Check each line of the records below and collect those that include the word "refreshed".
══ Records supplied
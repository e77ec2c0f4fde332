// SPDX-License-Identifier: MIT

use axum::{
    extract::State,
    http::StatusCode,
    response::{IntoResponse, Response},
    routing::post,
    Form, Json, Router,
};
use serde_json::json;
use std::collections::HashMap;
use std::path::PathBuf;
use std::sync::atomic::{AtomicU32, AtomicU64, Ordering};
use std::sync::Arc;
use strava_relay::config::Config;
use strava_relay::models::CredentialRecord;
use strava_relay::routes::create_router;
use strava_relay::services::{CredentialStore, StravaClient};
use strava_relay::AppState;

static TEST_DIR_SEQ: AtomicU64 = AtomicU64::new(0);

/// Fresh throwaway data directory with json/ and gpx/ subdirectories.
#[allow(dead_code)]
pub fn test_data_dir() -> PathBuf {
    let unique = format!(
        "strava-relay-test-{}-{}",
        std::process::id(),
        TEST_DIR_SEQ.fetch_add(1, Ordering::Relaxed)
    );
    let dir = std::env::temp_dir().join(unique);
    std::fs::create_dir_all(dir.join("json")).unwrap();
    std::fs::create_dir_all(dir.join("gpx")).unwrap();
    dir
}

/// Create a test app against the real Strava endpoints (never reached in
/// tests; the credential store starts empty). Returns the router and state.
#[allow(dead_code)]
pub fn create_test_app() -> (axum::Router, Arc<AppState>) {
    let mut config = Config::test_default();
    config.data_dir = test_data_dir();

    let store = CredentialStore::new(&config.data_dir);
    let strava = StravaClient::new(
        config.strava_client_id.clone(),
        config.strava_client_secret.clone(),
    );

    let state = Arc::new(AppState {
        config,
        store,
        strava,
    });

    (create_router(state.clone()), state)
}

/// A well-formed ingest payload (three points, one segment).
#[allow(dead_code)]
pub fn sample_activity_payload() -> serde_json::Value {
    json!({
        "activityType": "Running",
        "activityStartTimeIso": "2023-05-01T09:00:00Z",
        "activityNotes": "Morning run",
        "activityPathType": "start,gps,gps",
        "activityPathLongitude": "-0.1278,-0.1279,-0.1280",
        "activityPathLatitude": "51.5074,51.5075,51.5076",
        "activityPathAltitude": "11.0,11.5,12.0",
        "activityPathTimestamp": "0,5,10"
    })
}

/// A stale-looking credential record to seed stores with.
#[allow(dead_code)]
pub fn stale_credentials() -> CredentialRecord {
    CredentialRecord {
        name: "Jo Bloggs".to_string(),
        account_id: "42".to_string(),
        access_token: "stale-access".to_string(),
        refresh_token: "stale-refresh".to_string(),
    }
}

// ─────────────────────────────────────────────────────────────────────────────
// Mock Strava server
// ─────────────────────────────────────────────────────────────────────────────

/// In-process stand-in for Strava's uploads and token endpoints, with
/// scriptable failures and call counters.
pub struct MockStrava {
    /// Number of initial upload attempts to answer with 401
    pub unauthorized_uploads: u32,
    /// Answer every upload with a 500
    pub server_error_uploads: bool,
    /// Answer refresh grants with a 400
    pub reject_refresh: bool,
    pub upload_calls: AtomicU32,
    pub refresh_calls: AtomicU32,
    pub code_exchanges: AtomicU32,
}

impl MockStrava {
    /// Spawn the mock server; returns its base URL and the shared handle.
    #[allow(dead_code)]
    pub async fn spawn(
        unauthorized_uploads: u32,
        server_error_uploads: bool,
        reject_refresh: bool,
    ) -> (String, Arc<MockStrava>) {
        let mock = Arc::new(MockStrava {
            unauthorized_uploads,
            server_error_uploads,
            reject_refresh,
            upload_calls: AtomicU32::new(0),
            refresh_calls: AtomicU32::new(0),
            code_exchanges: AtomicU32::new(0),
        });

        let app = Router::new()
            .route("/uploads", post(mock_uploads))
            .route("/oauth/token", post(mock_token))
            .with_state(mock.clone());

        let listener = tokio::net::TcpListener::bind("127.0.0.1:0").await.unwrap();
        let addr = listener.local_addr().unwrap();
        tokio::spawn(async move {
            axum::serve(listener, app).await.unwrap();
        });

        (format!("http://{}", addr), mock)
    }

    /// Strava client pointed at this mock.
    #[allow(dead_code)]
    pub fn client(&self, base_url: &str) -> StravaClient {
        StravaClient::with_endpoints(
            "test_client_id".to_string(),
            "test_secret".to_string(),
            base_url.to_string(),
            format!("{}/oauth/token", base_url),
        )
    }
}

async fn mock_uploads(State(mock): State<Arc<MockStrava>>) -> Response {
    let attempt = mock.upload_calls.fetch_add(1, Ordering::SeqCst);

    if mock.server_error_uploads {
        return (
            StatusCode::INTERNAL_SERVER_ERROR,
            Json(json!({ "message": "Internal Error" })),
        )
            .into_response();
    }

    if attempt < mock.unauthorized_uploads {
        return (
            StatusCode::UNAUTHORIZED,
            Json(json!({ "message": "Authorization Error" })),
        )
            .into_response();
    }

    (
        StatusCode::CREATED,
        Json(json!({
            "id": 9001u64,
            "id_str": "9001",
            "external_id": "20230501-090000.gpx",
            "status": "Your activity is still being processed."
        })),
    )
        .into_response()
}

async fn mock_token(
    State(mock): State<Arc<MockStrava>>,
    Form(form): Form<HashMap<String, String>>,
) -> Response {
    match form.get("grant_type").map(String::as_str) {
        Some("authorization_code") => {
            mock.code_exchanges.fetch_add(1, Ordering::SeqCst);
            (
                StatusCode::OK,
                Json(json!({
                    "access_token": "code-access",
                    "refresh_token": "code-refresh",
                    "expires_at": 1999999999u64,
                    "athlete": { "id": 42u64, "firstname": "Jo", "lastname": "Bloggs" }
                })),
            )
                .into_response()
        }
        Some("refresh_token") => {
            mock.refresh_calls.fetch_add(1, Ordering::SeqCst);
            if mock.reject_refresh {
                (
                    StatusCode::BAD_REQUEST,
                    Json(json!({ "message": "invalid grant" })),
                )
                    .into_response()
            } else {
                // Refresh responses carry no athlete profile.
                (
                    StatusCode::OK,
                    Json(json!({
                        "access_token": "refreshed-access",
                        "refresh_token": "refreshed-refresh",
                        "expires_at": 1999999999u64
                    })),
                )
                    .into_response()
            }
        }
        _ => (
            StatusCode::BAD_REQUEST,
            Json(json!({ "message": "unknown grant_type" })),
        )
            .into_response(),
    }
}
════
- **Exercise solution**
                        "access_token": "refreshed-access",
                        "refresh_token": "refreshed-refresh",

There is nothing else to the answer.